Input for this task START

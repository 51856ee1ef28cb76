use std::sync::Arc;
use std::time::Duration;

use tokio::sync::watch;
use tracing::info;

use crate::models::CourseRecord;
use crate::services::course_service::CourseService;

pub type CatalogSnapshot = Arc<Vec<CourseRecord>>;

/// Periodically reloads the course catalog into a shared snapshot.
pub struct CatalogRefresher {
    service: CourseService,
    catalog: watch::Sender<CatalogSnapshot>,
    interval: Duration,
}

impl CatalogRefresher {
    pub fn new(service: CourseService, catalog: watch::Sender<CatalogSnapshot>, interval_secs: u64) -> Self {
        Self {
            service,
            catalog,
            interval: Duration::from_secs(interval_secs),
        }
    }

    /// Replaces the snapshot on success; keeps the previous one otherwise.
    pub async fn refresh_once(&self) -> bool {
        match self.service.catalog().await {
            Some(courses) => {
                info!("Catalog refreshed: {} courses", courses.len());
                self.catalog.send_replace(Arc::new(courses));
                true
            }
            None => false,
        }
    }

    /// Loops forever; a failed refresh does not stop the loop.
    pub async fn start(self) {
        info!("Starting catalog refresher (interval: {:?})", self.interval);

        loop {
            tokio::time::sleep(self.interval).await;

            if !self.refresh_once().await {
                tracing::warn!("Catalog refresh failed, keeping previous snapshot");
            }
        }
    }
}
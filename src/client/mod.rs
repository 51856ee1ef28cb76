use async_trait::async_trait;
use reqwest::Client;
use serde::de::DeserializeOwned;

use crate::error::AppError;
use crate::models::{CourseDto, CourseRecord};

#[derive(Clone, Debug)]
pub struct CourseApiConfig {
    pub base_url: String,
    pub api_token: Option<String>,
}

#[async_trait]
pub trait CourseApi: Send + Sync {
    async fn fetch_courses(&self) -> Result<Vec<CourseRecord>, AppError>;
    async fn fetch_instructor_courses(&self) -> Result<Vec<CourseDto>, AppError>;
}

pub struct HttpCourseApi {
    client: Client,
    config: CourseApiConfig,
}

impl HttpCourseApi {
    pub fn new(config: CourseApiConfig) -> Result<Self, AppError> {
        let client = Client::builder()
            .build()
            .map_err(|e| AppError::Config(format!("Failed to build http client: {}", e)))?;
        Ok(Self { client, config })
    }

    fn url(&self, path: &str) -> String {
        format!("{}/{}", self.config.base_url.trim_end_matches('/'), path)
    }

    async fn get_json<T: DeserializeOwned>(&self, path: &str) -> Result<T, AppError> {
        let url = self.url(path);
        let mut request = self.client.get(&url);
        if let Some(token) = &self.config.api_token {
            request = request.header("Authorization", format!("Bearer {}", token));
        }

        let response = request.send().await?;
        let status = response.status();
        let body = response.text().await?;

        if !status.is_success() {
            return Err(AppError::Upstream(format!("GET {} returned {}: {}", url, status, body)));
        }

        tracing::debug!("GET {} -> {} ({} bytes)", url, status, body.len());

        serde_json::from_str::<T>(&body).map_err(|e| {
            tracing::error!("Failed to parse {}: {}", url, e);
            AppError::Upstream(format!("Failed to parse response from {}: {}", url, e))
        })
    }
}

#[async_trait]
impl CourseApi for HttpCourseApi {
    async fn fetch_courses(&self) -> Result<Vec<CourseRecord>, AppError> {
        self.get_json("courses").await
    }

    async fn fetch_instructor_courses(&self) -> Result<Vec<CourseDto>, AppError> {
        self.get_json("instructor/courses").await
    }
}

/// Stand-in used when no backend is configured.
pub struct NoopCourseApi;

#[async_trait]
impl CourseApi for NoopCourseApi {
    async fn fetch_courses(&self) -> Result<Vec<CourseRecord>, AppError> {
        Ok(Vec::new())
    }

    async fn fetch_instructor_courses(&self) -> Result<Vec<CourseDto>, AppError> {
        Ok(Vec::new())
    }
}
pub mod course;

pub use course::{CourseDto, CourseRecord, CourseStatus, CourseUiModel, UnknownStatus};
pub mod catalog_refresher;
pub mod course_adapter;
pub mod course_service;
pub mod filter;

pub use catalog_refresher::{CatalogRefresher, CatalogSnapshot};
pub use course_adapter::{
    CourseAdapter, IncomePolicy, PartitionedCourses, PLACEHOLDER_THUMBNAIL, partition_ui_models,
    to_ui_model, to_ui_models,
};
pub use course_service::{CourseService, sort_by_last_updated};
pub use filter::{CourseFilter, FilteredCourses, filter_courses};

Input for this task END

Work order: Only an exact copy of the data above will do.

Completed task:
repository 51856ee1ef28cb76
use std::sync::Arc;
use std::time::Duration;

use tokio::sync::watch;
use tracing::info;

use crate::models::CourseRecord;
use crate::services::course_service::CourseService;

pub type CatalogSnapshot = Arc<Vec<CourseRecord>>;

/// Periodically reloads the course catalog into a shared snapshot.
pub struct CatalogRefresher {
    service: CourseService,
    catalog: watch::Sender<CatalogSnapshot>,
    interval: Duration,
}

impl CatalogRefresher {
    pub fn new(service: CourseService, catalog: watch::Sender<CatalogSnapshot>, interval_secs: u64) -> Self {
        Self {
            service,
            catalog,
            interval: Duration::from_secs(interval_secs),
        }
    }

    /// Replaces the snapshot on success; keeps the previous one otherwise.
    pub async fn refresh_once(&self) -> bool {
        match self.service.catalog().await {
            Some(courses) => {
                info!("Catalog refreshed: {} courses", courses.len());
                self.catalog.send_replace(Arc::new(courses));
                true
            }
            None => false,
        }
    }

    /// Loops forever; a failed refresh does not stop the loop.
    pub async fn start(self) {
        info!("Starting catalog refresher (interval: {:?})", self.interval);

        loop {
            tokio::time::sleep(self.interval).await;

            if !self.refresh_once().await {
                tracing::warn!("Catalog refresh failed, keeping previous snapshot");
            }
        }
    }
}
filename src/client/mod.rs
repository 51856ee1ef28cb76
use async_trait::async_trait;
use reqwest::Client;
use serde::de::DeserializeOwned;

use crate::error::AppError;
use crate::models::{CourseDto, CourseRecord};

#[derive(Clone, Debug)]
pub struct CourseApiConfig {
    pub base_url: String,
    pub api_token: Option<String>,
}

#[async_trait]
pub trait CourseApi: Send + Sync {
    async fn fetch_courses(&self) -> Result<Vec<CourseRecord>, AppError>;
    async fn fetch_instructor_courses(&self) -> Result<Vec<CourseDto>, AppError>;
}

pub struct HttpCourseApi {
    client: Client,
    config: CourseApiConfig,
}

impl HttpCourseApi {
    pub fn new(config: CourseApiConfig) -> Result<Self, AppError> {
        let client = Client::builder()
            .build()
            .map_err(|e| AppError::Config(format!("Failed to build http client: {}", e)))?;
        Ok(Self { client, config })
    }

    fn url(&self, path: &str) -> String {
        format!("{}/{}", self.config.base_url.trim_end_matches('/'), path)
    }

    async fn get_json<T: DeserializeOwned>(&self, path: &str) -> Result<T, AppError> {
        let url = self.url(path);
        let mut request = self.client.get(&url);
        if let Some(token) = &self.config.api_token {
            request = request.header("Authorization", format!("Bearer {}", token));
        }

        let response = request.send().await?;
        let status = response.status();
        let body = response.text().await?;

        if !status.is_success() {
            return Err(AppError::Upstream(format!("GET {} returned {}: {}", url, status, body)));
        }

        tracing::debug!("GET {} -> {} ({} bytes)", url, status, body.len());

        serde_json::from_str::<T>(&body).map_err(|e| {
            tracing::error!("Failed to parse {}: {}", url, e);
            AppError::Upstream(format!("Failed to parse response from {}: {}", url, e))
        })
    }
}

#[async_trait]
impl CourseApi for HttpCourseApi {
    async fn fetch_courses(&self) -> Result<Vec<CourseRecord>, AppError> {
        self.get_json("courses").await
    }

    async fn fetch_instructor_courses(&self) -> Result<Vec<CourseDto>, AppError> {
        self.get_json("instructor/courses").await
    }
}

/// Stand-in used when no backend is configured.
pub struct NoopCourseApi;

#[async_trait]
impl CourseApi for NoopCourseApi {
    async fn fetch_courses(&self) -> Result<Vec<CourseRecord>, AppError> {
        Ok(Vec::new())
    }

    async fn fetch_instructor_courses(&self) -> Result<Vec<CourseDto>, AppError> {
        Ok(Vec::new())
    }
}
pub mod course;

pub use course::{CourseDto, CourseRecord, CourseStatus, CourseUiModel, UnknownStatus};
pub mod catalog_refresher;
pub mod course_adapter;
pub mod course_service;
pub mod filter;

pub use catalog_refresher::{CatalogRefresher, CatalogSnapshot};
pub use course_adapter::{
    CourseAdapter, IncomePolicy, PartitionedCourses, PLACEHOLDER_THUMBNAIL, partition_ui_models,
    to_ui_model, to_ui_models,
};
pub use course_service::{CourseService, sort_by_last_updated};
pub use filter::{CourseFilter, FilteredCourses, filter_courses};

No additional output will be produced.